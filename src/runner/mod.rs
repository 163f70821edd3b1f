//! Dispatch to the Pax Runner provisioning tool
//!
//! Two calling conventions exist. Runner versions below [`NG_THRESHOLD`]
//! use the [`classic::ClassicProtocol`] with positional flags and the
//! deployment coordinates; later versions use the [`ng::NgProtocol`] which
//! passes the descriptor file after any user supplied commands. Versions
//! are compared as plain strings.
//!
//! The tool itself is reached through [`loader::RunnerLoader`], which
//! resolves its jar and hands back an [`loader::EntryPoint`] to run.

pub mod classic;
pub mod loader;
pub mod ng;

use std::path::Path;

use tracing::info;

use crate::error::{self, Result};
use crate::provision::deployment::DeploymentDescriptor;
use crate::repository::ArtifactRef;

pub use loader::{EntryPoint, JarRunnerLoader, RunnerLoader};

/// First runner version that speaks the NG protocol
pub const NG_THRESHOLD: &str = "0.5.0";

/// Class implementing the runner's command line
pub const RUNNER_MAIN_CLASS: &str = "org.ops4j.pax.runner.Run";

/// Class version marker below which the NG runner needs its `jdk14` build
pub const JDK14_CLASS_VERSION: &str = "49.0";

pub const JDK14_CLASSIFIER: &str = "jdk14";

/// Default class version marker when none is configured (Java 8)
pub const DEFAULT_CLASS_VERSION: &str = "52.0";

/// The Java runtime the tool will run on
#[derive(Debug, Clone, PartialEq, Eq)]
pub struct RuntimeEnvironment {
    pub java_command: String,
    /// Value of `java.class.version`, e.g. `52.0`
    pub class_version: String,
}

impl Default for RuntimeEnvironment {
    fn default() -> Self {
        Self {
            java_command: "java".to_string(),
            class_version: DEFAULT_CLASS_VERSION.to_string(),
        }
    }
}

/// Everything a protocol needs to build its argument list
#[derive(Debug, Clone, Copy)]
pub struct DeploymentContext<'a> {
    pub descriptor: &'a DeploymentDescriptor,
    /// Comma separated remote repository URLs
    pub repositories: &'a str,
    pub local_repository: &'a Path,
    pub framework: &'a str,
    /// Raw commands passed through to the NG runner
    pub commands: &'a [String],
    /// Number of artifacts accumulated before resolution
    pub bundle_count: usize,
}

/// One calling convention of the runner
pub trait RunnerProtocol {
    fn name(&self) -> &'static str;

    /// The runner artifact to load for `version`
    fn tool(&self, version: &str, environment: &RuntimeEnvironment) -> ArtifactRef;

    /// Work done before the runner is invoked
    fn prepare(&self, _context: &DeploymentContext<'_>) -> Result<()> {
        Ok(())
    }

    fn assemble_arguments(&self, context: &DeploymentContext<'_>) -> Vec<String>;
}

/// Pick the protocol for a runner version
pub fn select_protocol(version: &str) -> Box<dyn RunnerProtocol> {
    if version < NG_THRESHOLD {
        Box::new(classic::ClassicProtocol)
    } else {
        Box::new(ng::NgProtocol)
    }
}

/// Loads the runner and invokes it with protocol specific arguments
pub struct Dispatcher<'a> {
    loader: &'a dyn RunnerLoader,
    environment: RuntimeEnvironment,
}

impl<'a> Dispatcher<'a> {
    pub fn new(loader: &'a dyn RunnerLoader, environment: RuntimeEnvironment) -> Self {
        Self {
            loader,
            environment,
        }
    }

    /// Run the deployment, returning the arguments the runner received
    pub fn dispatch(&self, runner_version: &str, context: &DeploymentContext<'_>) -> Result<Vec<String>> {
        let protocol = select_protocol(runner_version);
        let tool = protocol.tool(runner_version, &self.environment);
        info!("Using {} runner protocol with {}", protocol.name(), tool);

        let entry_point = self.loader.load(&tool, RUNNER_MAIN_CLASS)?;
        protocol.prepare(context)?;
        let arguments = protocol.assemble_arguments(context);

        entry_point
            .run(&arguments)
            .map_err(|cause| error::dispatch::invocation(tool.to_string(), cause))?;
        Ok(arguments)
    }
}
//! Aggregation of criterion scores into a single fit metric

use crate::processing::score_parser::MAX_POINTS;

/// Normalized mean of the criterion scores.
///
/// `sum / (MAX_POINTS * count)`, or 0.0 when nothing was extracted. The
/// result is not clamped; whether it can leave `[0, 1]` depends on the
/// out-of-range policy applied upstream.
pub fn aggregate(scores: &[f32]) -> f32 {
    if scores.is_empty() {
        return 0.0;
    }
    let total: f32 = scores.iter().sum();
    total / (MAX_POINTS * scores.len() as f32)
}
^^^^^^^^
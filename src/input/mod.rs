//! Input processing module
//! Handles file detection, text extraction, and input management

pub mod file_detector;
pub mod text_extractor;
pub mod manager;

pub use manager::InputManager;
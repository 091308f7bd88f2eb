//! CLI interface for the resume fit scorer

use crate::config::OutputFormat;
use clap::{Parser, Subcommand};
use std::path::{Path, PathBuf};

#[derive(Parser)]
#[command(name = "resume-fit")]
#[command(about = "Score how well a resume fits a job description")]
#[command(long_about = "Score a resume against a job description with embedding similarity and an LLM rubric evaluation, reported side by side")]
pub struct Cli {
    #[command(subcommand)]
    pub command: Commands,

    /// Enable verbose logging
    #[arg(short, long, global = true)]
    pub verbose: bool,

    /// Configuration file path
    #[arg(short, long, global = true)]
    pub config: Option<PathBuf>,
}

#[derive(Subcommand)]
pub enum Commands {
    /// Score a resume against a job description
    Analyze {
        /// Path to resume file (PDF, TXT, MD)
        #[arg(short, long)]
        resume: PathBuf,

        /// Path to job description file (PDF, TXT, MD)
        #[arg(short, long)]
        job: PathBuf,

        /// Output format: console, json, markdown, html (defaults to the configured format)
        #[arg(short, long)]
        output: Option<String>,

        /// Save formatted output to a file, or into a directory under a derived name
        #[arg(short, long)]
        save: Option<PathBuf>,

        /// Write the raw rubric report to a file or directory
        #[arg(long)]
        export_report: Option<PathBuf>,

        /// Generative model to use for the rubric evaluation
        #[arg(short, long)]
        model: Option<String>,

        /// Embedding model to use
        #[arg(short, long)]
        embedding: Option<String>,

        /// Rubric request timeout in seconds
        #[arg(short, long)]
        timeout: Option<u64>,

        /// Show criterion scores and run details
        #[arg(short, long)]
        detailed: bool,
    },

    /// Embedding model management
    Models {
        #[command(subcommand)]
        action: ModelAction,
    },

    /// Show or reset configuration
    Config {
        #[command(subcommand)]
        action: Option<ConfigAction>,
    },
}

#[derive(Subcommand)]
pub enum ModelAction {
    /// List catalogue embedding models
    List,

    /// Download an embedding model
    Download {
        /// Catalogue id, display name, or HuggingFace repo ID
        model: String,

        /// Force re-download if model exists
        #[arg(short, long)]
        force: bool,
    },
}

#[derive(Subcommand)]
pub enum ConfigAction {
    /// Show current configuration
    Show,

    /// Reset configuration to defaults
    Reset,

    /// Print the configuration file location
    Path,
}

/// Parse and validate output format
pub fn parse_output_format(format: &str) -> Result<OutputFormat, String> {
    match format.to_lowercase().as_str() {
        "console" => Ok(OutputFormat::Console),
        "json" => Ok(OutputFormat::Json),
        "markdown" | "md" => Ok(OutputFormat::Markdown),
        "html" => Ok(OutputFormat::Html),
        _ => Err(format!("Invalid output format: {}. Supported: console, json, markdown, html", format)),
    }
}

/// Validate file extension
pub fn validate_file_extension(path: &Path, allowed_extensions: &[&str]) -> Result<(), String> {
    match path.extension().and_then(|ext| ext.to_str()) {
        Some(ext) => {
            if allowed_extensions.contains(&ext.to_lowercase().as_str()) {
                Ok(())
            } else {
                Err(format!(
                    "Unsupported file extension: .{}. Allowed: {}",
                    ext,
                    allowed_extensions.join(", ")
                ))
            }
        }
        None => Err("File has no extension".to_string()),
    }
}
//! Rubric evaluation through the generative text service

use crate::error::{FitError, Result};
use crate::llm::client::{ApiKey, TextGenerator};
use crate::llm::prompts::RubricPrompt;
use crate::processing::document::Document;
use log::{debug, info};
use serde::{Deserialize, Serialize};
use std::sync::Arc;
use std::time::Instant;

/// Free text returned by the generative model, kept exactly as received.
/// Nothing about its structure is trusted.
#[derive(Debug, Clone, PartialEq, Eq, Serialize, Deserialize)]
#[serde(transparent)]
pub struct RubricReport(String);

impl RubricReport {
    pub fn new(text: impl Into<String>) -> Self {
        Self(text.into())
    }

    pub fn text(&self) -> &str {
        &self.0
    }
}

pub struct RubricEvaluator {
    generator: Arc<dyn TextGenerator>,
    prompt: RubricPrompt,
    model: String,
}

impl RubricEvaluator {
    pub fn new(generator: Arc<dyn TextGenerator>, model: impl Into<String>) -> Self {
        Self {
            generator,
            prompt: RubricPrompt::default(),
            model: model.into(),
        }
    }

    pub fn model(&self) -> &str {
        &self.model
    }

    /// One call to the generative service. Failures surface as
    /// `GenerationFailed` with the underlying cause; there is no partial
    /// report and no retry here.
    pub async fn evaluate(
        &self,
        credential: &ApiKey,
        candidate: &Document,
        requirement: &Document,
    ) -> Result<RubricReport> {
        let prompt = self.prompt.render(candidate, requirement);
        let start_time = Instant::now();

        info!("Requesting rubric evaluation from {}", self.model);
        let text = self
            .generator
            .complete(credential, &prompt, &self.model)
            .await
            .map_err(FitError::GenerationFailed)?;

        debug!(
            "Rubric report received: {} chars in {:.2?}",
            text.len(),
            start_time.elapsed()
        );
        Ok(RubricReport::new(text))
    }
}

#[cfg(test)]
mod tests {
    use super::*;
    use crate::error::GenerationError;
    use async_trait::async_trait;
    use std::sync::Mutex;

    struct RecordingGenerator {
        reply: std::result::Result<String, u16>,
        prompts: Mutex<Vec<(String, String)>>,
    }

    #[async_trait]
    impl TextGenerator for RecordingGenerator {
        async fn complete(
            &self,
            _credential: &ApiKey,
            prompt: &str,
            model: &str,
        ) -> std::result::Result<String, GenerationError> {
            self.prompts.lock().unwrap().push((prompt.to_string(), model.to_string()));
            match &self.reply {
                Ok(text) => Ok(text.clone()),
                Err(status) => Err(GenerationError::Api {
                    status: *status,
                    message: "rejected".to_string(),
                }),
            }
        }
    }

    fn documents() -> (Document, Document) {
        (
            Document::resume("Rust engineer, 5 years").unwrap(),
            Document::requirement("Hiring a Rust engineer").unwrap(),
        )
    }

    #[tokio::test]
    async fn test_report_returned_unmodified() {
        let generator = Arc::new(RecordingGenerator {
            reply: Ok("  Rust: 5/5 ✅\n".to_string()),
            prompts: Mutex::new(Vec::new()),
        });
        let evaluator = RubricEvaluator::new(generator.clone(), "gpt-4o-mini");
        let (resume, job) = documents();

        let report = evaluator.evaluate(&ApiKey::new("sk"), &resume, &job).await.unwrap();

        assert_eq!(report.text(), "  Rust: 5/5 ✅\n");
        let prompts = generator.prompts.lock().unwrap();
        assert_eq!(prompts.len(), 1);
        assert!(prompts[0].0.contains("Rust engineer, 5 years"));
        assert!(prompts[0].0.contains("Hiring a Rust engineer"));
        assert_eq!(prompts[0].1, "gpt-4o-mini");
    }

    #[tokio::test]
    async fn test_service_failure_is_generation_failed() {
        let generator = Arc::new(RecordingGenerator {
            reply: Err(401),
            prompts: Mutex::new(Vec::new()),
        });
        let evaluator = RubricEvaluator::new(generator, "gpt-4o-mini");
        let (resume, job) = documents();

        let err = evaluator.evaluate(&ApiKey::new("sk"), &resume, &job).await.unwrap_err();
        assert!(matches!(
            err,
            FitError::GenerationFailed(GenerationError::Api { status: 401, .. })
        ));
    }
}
^^^^^^^^
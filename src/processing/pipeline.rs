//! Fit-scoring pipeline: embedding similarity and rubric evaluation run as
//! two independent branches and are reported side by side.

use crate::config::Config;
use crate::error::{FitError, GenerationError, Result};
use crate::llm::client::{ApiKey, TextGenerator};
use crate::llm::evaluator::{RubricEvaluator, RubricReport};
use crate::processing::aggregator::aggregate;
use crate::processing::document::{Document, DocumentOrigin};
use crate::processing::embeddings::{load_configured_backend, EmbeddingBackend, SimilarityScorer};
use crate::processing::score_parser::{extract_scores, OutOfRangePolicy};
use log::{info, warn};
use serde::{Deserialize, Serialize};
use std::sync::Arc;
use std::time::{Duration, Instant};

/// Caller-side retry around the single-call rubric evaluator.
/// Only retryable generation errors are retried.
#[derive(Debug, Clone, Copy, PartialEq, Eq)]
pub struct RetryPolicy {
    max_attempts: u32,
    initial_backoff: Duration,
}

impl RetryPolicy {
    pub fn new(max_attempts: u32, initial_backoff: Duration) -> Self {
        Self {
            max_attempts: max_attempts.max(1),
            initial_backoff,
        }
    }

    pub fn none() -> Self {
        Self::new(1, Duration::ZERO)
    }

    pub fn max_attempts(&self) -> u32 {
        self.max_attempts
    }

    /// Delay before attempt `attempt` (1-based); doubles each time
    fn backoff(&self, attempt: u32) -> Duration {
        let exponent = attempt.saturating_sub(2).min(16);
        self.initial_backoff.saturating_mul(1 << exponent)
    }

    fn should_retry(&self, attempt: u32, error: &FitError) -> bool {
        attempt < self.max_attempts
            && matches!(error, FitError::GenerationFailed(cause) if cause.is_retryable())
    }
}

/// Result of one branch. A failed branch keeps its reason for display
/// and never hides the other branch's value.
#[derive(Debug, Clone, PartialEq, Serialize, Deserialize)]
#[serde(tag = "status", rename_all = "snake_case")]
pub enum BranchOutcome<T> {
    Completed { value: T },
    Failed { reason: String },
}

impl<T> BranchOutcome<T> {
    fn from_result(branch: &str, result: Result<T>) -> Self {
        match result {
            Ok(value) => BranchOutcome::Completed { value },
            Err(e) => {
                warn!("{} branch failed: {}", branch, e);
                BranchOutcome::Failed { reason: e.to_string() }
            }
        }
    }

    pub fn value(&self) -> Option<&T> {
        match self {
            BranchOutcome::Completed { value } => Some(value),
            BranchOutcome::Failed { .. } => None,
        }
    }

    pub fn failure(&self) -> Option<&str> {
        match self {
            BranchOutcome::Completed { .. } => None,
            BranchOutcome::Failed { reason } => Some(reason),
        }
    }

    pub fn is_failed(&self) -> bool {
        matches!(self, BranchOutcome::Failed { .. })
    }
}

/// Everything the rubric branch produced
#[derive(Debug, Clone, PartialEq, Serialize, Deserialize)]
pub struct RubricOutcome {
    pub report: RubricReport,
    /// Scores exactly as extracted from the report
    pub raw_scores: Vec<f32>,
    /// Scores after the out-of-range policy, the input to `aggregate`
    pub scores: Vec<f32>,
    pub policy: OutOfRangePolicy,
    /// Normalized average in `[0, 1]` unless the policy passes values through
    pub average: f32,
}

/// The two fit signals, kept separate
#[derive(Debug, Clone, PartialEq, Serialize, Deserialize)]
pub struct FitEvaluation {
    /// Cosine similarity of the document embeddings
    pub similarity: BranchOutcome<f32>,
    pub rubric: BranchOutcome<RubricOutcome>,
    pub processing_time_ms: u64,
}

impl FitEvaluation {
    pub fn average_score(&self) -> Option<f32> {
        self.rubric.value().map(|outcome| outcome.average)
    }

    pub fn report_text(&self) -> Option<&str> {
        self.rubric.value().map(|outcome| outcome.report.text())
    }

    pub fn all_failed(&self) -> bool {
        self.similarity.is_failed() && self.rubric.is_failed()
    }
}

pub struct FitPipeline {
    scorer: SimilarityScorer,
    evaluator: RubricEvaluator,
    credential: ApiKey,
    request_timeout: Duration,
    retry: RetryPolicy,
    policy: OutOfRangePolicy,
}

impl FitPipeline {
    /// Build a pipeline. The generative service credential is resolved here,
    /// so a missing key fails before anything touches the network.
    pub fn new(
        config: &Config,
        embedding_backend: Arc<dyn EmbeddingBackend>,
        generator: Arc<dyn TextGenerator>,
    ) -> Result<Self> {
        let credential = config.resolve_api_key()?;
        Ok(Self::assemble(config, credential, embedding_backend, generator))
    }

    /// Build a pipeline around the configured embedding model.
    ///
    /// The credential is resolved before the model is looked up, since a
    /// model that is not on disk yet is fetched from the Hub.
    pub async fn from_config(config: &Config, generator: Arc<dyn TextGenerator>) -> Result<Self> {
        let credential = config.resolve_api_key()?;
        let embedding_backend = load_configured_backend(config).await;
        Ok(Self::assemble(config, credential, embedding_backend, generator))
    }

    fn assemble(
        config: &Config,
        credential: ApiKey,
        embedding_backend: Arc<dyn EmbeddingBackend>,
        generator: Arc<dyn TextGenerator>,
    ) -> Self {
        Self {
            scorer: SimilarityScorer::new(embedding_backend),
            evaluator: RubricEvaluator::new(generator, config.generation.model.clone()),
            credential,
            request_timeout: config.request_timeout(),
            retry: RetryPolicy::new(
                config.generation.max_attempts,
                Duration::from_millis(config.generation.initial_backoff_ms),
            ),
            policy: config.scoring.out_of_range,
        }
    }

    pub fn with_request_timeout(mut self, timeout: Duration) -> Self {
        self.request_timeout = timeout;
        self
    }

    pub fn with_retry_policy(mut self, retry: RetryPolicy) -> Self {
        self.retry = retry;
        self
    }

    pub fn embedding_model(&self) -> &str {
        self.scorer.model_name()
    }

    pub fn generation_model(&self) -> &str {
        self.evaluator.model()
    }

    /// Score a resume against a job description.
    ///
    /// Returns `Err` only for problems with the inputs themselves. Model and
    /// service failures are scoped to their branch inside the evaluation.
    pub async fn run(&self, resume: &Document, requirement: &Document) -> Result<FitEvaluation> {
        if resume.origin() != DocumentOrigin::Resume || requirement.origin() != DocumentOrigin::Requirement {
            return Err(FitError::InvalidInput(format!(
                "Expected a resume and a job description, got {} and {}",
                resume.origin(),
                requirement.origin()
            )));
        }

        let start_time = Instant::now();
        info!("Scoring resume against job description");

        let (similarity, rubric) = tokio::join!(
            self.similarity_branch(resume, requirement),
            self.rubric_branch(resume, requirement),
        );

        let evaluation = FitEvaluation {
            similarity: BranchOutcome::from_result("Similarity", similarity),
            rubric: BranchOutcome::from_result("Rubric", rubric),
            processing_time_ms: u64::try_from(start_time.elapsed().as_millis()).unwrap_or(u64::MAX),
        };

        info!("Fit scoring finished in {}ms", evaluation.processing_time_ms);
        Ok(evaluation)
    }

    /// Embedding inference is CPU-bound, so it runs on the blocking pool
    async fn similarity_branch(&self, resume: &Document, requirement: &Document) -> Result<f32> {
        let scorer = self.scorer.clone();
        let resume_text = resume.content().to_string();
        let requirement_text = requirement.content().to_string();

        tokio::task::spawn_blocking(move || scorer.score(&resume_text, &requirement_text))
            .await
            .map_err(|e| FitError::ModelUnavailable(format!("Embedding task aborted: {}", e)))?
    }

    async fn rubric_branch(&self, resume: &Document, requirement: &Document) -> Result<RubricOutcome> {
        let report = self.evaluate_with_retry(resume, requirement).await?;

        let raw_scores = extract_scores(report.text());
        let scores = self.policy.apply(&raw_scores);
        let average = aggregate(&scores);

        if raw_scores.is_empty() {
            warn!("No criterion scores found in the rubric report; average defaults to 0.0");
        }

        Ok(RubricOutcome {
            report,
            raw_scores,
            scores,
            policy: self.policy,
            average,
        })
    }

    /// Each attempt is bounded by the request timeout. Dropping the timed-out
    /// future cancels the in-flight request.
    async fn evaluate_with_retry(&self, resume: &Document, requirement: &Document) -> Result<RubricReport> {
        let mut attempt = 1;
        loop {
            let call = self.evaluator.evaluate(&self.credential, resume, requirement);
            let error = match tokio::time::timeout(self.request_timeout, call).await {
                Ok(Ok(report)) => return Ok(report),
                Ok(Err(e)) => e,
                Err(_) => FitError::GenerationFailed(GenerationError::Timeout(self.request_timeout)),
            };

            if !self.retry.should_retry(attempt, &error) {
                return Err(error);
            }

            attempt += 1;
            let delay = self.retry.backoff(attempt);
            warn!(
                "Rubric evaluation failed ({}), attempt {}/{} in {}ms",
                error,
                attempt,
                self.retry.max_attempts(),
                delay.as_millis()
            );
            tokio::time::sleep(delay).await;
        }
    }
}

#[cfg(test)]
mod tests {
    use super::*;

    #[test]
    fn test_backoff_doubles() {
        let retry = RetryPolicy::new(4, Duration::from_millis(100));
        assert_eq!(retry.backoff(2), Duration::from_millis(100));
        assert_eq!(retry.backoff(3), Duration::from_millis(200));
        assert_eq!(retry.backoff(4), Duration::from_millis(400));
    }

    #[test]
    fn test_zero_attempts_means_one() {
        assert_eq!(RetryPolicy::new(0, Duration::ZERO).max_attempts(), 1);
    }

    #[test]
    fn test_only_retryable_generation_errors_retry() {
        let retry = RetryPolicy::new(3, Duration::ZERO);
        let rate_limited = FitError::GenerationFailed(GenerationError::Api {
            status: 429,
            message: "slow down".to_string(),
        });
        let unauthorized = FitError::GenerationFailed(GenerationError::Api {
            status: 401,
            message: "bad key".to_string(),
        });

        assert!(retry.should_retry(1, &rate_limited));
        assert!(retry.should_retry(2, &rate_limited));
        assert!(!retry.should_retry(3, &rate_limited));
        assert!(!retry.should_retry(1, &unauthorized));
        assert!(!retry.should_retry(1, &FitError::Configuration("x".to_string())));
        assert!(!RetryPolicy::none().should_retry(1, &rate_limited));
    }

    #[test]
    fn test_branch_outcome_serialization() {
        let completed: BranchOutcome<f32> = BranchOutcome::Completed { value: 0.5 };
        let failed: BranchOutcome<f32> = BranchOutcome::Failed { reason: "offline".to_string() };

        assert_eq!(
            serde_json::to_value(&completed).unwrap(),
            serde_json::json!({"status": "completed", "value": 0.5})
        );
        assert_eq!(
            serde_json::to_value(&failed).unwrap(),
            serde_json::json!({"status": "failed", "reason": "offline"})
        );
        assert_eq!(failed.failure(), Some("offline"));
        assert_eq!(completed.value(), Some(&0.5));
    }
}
^^^^^^^^
### [What is required]
Starting at the line above that holds "filename src/runner/mod.rs" and ending at the line that holds "The tool itself", transcribe each line exactly and include no other lines.

### [Exercise response]
filename src/runner/mod.rs
repository 163f70821edd3b1f
//! Dispatch to the Pax Runner provisioning tool
//!
//! Two calling conventions exist. Runner versions below [`NG_THRESHOLD`]
//! use the [`classic::ClassicProtocol`] with positional flags and the
//! deployment coordinates; later versions use the [`ng::NgProtocol`] which
//! passes the descriptor file after any user supplied commands. Versions
//! are compared as plain strings.
//!
//! The tool itself is reached through [`loader::RunnerLoader`], which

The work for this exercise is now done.